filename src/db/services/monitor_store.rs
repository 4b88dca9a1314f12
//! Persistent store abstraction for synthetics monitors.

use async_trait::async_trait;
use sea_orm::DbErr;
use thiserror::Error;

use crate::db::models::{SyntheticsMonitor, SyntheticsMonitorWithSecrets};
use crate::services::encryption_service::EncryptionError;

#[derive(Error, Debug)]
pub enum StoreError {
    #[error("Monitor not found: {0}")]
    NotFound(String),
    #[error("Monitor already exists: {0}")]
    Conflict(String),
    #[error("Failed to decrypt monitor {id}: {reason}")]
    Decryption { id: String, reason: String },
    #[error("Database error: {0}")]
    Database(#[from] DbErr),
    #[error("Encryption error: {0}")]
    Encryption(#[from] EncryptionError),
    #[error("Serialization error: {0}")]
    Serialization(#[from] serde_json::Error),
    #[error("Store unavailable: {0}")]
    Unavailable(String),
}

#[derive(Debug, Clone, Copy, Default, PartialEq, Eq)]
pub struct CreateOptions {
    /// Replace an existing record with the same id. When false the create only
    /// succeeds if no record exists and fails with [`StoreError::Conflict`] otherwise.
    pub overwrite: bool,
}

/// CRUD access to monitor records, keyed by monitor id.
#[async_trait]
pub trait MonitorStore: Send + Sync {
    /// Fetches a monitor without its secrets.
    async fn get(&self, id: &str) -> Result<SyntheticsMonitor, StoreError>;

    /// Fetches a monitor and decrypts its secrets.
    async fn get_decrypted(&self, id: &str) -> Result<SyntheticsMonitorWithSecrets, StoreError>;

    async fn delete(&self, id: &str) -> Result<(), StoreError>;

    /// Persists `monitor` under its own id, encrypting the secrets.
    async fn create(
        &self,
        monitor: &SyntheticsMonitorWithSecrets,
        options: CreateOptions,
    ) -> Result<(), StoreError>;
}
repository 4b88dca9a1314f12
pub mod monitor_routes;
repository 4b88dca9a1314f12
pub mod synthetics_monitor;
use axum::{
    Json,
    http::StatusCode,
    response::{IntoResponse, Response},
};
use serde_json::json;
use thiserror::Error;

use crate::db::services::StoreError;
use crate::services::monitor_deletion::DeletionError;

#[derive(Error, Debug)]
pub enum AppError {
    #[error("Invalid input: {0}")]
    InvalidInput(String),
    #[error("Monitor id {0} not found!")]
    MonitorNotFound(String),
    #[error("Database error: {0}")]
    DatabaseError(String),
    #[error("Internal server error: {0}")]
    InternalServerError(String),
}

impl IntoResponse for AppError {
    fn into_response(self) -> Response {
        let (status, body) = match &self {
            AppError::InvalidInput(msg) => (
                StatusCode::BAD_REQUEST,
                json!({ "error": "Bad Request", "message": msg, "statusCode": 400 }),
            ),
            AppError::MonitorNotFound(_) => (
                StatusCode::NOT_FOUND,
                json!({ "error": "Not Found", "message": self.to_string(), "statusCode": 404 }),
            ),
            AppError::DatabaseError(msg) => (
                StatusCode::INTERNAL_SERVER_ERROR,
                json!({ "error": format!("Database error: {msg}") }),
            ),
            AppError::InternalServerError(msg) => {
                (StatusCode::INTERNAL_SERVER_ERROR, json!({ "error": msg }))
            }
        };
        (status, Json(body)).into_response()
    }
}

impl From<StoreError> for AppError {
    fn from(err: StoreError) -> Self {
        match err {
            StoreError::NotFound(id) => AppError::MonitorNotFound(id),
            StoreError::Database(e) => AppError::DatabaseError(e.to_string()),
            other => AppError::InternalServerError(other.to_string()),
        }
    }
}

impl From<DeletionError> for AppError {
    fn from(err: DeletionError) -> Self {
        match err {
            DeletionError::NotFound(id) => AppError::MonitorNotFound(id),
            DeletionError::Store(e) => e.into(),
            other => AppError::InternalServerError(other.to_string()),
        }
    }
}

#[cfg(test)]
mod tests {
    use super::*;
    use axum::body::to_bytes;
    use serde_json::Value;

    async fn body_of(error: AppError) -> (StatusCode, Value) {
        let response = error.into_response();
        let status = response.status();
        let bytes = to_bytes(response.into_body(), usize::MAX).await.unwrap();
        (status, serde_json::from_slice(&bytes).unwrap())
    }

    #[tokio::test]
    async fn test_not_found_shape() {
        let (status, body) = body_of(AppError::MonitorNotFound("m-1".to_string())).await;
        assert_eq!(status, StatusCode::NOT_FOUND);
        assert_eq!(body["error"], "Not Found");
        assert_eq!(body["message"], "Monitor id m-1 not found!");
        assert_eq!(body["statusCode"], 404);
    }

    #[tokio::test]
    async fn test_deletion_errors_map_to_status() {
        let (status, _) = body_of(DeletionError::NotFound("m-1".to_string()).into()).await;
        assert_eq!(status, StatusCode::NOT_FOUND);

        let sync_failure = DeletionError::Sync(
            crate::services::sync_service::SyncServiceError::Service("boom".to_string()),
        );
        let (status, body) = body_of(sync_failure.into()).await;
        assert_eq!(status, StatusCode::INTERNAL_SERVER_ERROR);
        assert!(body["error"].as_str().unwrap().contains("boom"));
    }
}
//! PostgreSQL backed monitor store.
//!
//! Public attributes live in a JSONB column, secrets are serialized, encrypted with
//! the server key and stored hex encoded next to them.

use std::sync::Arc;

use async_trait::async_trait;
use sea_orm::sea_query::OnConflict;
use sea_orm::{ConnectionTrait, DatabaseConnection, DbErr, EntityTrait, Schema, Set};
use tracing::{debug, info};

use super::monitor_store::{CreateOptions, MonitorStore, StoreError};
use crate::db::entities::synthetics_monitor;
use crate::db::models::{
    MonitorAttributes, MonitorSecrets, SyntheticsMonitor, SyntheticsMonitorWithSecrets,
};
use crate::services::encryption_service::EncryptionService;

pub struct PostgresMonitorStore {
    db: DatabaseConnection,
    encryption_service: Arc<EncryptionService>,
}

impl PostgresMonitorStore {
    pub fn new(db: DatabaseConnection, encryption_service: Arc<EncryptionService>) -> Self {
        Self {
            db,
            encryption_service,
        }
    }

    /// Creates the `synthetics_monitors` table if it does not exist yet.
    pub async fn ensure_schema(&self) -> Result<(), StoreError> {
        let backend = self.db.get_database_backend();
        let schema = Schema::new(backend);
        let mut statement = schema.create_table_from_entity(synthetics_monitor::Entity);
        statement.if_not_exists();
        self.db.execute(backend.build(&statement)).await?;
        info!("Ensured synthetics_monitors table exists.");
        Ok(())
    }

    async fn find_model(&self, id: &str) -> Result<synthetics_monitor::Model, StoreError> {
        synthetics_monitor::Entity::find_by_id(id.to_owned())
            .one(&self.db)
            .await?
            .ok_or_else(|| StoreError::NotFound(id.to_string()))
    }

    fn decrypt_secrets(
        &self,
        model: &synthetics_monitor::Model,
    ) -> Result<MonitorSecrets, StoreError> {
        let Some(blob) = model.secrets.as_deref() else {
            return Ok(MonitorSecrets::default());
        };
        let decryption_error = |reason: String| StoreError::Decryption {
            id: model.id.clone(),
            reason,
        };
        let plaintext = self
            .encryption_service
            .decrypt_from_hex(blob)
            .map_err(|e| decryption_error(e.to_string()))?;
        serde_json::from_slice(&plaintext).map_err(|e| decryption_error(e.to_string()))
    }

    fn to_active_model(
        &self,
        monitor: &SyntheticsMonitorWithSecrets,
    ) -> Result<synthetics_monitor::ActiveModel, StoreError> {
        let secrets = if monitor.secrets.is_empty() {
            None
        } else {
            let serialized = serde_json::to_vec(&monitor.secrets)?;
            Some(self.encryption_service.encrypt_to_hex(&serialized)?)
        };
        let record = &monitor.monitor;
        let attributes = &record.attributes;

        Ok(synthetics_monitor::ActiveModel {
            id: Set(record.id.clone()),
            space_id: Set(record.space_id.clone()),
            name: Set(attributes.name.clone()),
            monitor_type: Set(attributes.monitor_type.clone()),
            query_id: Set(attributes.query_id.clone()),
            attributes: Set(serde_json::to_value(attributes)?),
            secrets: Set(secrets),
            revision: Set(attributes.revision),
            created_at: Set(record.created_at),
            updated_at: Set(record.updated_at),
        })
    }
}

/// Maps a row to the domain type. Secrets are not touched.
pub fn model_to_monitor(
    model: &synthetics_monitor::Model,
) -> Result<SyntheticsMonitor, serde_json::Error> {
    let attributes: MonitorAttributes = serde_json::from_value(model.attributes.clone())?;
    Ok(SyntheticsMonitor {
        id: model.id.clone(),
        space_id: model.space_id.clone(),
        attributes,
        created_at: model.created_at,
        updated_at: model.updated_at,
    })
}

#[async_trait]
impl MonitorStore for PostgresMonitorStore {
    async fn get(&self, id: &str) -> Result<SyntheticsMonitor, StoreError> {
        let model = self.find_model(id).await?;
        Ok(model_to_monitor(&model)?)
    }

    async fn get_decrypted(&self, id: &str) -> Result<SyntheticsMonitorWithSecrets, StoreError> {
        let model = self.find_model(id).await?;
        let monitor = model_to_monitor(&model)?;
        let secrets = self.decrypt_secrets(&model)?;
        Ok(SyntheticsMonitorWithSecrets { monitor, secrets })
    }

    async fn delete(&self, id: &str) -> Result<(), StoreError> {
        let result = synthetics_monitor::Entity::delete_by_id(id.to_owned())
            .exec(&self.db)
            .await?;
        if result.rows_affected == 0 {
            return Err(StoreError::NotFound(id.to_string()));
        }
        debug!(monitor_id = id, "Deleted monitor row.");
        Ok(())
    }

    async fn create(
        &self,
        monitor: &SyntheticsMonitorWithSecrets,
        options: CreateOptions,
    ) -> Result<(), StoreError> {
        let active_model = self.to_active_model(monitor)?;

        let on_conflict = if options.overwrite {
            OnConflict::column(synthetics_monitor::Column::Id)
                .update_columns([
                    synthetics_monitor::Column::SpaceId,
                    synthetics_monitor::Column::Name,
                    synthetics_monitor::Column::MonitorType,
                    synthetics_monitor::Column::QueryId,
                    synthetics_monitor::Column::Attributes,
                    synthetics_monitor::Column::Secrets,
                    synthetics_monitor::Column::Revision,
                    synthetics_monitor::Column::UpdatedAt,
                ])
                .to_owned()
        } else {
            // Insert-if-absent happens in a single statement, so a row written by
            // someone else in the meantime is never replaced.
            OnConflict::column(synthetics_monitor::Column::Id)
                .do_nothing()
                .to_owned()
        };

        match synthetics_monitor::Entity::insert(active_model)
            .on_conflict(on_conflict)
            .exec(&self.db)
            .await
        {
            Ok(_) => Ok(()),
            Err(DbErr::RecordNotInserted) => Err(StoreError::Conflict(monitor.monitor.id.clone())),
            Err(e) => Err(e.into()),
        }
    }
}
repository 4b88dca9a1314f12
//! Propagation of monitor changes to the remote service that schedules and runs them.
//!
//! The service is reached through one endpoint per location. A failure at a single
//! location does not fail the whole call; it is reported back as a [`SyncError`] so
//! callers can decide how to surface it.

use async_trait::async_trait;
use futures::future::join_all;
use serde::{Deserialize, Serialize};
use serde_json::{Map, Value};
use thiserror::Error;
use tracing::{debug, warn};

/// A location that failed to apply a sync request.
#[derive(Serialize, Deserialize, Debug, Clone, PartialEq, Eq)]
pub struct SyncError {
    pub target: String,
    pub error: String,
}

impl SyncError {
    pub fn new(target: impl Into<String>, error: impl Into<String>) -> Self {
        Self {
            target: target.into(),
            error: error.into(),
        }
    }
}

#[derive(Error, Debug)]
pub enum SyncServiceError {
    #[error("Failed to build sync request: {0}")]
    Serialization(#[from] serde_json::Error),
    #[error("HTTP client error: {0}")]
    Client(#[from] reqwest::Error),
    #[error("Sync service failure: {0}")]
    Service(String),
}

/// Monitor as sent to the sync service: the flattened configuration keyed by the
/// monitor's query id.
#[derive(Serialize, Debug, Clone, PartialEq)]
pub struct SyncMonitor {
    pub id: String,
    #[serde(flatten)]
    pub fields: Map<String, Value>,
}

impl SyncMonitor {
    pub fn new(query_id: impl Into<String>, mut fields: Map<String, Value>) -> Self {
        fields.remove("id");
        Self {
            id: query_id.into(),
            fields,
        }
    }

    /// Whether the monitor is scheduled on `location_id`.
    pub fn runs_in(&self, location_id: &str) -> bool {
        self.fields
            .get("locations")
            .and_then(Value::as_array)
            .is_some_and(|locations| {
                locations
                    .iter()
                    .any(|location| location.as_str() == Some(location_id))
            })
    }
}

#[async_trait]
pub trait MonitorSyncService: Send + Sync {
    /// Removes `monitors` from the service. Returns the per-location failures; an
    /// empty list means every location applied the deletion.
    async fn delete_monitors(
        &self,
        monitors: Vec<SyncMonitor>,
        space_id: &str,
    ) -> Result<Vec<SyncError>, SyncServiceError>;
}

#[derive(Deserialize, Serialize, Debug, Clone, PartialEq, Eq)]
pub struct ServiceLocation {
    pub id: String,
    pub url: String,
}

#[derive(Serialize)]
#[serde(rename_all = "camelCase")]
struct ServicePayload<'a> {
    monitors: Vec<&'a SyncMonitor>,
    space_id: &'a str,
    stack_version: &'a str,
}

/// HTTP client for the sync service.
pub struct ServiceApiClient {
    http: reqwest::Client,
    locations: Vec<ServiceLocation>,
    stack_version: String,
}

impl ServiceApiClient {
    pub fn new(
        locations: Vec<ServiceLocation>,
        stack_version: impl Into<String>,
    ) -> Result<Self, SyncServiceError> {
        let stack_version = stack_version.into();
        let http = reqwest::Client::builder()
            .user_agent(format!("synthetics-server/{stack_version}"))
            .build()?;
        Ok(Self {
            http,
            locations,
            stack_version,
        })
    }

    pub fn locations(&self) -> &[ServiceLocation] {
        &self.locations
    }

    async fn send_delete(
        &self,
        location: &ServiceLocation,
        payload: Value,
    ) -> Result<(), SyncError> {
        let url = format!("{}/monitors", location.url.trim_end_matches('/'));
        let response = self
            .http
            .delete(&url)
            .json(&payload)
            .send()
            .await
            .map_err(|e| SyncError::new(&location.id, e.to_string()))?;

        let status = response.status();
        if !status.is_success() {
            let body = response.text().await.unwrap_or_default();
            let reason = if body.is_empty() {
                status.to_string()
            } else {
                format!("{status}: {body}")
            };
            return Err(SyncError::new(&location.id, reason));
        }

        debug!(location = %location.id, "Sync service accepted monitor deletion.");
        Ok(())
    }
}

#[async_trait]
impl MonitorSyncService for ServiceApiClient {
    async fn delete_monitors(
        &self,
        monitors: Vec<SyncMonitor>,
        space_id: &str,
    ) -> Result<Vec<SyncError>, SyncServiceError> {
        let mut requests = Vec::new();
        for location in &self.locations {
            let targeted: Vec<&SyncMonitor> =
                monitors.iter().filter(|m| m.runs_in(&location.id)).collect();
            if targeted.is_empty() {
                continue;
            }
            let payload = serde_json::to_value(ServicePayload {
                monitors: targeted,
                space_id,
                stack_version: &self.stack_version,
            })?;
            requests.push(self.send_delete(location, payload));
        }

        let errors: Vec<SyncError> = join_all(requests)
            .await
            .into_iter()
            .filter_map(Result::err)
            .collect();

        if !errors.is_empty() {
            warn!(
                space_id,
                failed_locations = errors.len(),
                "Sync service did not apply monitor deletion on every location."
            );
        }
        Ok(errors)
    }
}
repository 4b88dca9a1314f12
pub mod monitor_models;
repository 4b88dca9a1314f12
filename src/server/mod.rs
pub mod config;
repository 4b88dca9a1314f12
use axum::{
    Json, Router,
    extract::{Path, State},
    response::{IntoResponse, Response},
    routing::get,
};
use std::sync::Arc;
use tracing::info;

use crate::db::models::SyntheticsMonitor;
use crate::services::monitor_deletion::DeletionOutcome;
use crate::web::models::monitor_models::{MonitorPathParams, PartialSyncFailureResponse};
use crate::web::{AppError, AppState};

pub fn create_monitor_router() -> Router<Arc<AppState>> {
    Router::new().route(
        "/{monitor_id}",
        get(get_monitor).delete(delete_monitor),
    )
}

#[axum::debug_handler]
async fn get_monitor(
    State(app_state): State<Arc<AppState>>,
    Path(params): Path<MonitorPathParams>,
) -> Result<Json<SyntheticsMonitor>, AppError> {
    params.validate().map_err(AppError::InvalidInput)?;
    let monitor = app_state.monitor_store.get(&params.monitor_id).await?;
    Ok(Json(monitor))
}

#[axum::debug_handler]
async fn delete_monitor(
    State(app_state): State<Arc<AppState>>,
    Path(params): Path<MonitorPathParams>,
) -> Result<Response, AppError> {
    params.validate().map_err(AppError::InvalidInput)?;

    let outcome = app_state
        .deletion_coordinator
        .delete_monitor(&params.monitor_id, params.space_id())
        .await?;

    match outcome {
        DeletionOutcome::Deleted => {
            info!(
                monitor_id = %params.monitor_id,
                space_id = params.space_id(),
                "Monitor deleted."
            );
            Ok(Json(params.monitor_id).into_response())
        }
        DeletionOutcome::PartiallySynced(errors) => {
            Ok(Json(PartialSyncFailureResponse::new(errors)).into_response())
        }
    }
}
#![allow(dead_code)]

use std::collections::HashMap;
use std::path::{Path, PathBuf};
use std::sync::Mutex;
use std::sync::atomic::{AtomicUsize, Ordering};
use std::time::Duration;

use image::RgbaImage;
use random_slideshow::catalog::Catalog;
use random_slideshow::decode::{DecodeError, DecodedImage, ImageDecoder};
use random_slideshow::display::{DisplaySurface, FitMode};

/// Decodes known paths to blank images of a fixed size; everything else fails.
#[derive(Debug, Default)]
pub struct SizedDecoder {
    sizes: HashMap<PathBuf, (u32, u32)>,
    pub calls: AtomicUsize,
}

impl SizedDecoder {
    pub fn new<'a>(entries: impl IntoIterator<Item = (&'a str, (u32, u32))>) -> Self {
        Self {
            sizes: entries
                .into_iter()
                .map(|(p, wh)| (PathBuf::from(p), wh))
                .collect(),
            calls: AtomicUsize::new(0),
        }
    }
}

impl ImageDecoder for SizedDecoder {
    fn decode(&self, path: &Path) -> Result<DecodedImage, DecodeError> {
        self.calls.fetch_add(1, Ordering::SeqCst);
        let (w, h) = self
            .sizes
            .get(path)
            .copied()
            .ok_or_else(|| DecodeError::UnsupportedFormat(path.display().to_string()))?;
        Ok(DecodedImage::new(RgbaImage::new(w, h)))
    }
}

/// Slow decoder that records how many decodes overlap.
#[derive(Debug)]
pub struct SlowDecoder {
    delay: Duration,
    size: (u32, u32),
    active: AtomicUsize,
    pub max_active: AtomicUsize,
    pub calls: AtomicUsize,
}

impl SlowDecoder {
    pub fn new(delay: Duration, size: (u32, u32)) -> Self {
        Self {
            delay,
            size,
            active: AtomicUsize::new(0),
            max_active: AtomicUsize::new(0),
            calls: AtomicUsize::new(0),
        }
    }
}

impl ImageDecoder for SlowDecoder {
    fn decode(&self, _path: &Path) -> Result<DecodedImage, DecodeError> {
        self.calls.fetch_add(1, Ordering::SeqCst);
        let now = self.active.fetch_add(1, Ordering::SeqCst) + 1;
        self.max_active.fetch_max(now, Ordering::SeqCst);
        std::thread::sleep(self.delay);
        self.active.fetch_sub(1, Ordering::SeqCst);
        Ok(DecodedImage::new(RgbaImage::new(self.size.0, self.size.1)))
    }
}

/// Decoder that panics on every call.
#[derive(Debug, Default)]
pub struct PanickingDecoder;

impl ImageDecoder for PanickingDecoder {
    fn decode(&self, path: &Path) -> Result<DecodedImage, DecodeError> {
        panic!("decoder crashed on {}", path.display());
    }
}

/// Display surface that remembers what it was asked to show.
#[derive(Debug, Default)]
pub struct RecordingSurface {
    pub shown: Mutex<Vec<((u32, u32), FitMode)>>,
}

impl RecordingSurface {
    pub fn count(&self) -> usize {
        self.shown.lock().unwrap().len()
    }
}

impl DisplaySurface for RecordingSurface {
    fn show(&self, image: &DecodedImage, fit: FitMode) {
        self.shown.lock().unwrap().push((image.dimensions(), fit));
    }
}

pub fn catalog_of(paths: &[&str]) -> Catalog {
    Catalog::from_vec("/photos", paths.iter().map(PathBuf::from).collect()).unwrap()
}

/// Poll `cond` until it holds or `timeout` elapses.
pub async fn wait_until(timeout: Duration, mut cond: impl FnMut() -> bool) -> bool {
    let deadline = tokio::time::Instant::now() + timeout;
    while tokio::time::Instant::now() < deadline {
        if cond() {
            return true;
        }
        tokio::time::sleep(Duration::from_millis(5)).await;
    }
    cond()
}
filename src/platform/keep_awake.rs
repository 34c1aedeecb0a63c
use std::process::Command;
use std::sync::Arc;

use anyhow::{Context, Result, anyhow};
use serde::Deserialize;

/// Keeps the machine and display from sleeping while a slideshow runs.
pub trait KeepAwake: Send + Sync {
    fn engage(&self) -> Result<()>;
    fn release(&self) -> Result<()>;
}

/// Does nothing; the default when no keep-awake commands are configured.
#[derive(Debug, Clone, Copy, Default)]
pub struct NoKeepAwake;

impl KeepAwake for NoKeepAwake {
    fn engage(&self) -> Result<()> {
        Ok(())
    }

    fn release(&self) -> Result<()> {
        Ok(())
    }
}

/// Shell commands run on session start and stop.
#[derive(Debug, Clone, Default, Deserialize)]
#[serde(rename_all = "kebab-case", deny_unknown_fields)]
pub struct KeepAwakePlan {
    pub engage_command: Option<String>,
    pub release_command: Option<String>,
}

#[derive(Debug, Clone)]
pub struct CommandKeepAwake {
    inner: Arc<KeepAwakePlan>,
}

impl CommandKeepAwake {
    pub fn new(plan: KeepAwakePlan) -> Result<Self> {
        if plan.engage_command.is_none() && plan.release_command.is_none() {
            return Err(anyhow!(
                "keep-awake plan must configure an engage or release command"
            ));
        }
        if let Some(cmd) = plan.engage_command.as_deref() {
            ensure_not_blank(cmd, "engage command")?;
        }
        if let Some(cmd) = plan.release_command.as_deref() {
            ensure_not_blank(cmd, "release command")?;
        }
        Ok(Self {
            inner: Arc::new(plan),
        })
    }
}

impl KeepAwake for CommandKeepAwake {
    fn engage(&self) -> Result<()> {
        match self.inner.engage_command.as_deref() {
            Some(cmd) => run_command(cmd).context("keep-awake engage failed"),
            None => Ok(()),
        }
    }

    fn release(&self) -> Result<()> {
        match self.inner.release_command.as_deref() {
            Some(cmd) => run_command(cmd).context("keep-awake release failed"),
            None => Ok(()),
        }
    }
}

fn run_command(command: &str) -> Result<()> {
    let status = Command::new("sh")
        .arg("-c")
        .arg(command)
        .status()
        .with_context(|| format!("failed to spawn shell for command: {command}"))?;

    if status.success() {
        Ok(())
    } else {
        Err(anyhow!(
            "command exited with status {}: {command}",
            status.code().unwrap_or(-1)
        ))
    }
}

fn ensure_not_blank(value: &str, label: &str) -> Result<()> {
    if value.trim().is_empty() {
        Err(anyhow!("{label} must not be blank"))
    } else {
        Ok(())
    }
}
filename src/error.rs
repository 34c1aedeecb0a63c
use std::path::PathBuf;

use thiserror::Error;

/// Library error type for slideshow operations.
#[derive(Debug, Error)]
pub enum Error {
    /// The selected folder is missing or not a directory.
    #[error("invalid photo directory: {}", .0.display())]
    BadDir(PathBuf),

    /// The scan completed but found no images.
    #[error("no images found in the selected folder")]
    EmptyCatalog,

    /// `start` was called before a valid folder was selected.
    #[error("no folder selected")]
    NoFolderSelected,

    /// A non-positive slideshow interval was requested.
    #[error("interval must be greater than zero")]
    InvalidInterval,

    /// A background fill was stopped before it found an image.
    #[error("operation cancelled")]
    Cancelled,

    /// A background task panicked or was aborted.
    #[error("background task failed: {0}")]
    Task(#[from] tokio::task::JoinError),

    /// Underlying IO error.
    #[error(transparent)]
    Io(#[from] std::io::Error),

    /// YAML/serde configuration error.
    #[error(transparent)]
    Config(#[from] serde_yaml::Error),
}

+++++

The answer must consist of every line from the data that holds the string "fails".

    /// succeeds if no record exists and fails with [`StoreError::Conflict`] otherwise.
/// Decodes known paths to blank images of a fixed size; everything else fails.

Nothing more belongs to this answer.